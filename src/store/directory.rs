//! Conversation directory operations.

use chrono::Utc;
use tracing::{debug, error, info, warn};

use crate::domain::{Conversation, ConversationId, StoreError, StoreResult};
use crate::gateway::Envelope;

use super::state::{Action, ChatState, DeletePrompt};
use super::{ChatStore, LoadingScope, Outcome};

/// Reason given when a draft blocks creation.
pub const DRAFT_EXISTS: &str =
    "An empty conversation already exists. Send a message in it before starting a new one.";

impl ChatStore {
    /// Replace the local conversation set with the backend's list.
    ///
    /// Failures and unrecognized payloads leave an empty set; the number of
    /// conversations now held is returned.
    pub async fn fetch_conversations(&self) -> usize {
        self.try_fetch_conversations().await.unwrap_or(0)
    }

    /// Like [`ChatStore::fetch_conversations`], but reports a failed request.
    ///
    /// The local set is emptied on failure either way.
    ///
    /// # Errors
    /// Returns the gateway error when the list cannot be fetched or decoded.
    pub async fn try_fetch_conversations(&self) -> StoreResult<usize> {
        let _loading = self.begin(vec![LoadingScope::General]);

        let (conversations, result): (Vec<Conversation>, StoreResult<()>) =
            match self.gateway().list_conversations().await {
                Ok(payload) => {
                    if !payload.is_recognized() {
                        warn!("conversation list has an unexpected shape, treating it as empty");
                    }
                    let now = Utc::now();
                    let conversations = payload
                        .into_items()
                        .into_iter()
                        .map(|record| record.into_conversation(now))
                        .collect();
                    (conversations, Ok(()))
                }
                Err(err) => {
                    error!(error = %err, "failed to fetch conversations");
                    (Vec::new(), Err(err.into()))
                }
            };

        let count = conversations.len();
        self.dispatch(Action::ConversationsReplaced(conversations));
        debug!(count, "conversations replaced");
        result.map(|()| count)
    }

    /// Point the selection at a conversation, or clear it. Not validated.
    pub fn set_active_conversation(&self, id: Option<ConversationId>) {
        self.dispatch(Action::ActiveChanged(id));
    }

    /// Create a conversation, unless a draft already exists.
    ///
    /// An absent or blank title falls back to the configured default.
    pub async fn create_conversation(&self, title: Option<&str>) -> Outcome<Conversation> {
        let Some(_loading) = self.try_begin(
            vec![LoadingScope::Conversation, LoadingScope::Creation],
            ChatState::blocks_new_conversation,
        ) else {
            info!("conversation creation refused: draft exists");
            return Outcome::Refused(DRAFT_EXISTS.to_string());
        };

        let title = title
            .filter(|t| !t.trim().is_empty())
            .unwrap_or(self.config().default_title.as_str());

        let result = self
            .gateway()
            .create_conversation(title)
            .await
            .and_then(|envelope| envelope.into_data("conversation"));

        let outcome = Outcome::from_gateway(result).map(|record| {
            let mut conversation = record.into_conversation(Utc::now());
            conversation.messages.clear();
            conversation
        });

        match &outcome {
            Outcome::Completed(conversation) => {
                self.dispatch(Action::ConversationAdded(conversation.clone()));
                info!(id = %conversation.id, title = %conversation.title, "conversation created");
            }
            other => warn!(reason = ?other.message(), "conversation creation failed"),
        }
        outcome
    }

    /// Delete a conversation remotely, then locally on confirmed success.
    pub async fn delete_conversation(&self, id: &ConversationId) -> Outcome<()> {
        let _loading = self.begin(vec![LoadingScope::Conversation]);

        let result = self
            .gateway()
            .delete_conversation(id)
            .await
            .and_then(Envelope::ensure_success);
        let outcome = Outcome::from_gateway(result);

        if outcome.success() {
            self.dispatch(Action::ConversationRemoved(id.clone()));
            info!(%id, "conversation deleted");
        } else {
            warn!(%id, reason = ?outcome.message(), "conversation deletion failed");
        }
        outcome
    }

    /// Open the delete prompt for a known conversation.
    ///
    /// Returns `false` when the conversation is unknown.
    pub fn request_delete(&self, id: &ConversationId) -> bool {
        let Some(title) = self.read(|s| s.conversation(id).map(|c| c.title.clone())) else {
            return false;
        };
        self.dispatch(Action::DeletePrompted(DeletePrompt {
            conversation_id: id.clone(),
            title,
        }));
        true
    }

    /// Close the delete prompt without deleting.
    pub fn cancel_delete(&self) {
        self.dispatch(Action::DeletePromptCleared(None));
    }

    /// Delete the prompted conversation. The prompt is closed whatever the outcome.
    ///
    /// Returns `None` when no prompt is open.
    pub async fn confirm_delete(&self) -> Option<Outcome<()>> {
        let prompt = self.delete_prompt()?;
        let outcome = self.delete_conversation(&prompt.conversation_id).await;
        self.dispatch(Action::DeletePromptCleared(Some(prompt.conversation_id)));
        Some(outcome)
    }

    /// New-chat flow: create, select, send the first message, refetch.
    ///
    /// # Errors
    /// Returns an error if the message is blank, creation is refused or
    /// fails, or the first message cannot be sent. A failed refetch is only
    /// logged.
    pub async fn start_conversation(&self, first_message: &str) -> StoreResult<ConversationId> {
        if first_message.trim().is_empty() {
            return Err(StoreError::EmptyMessage);
        }

        let conversation = self.create_conversation(None).await.into_result()?;
        let id = conversation.id;
        self.set_active_conversation(Some(id.clone()));

        self.add_message(&id, first_message, true).await?;
        if let Err(err) = self.fetch_messages(&id).await {
            warn!(%id, error = %err, "refetch after first message failed");
        }
        Ok(id)
    }
}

-- REQUIRED WORK --
Your task is to find each line in the entries that contains the string "trim" and copy it.

-- TASK ANSWER --
            .filter(|t| !t.trim().is_empty())
        if first_message.trim().is_empty() {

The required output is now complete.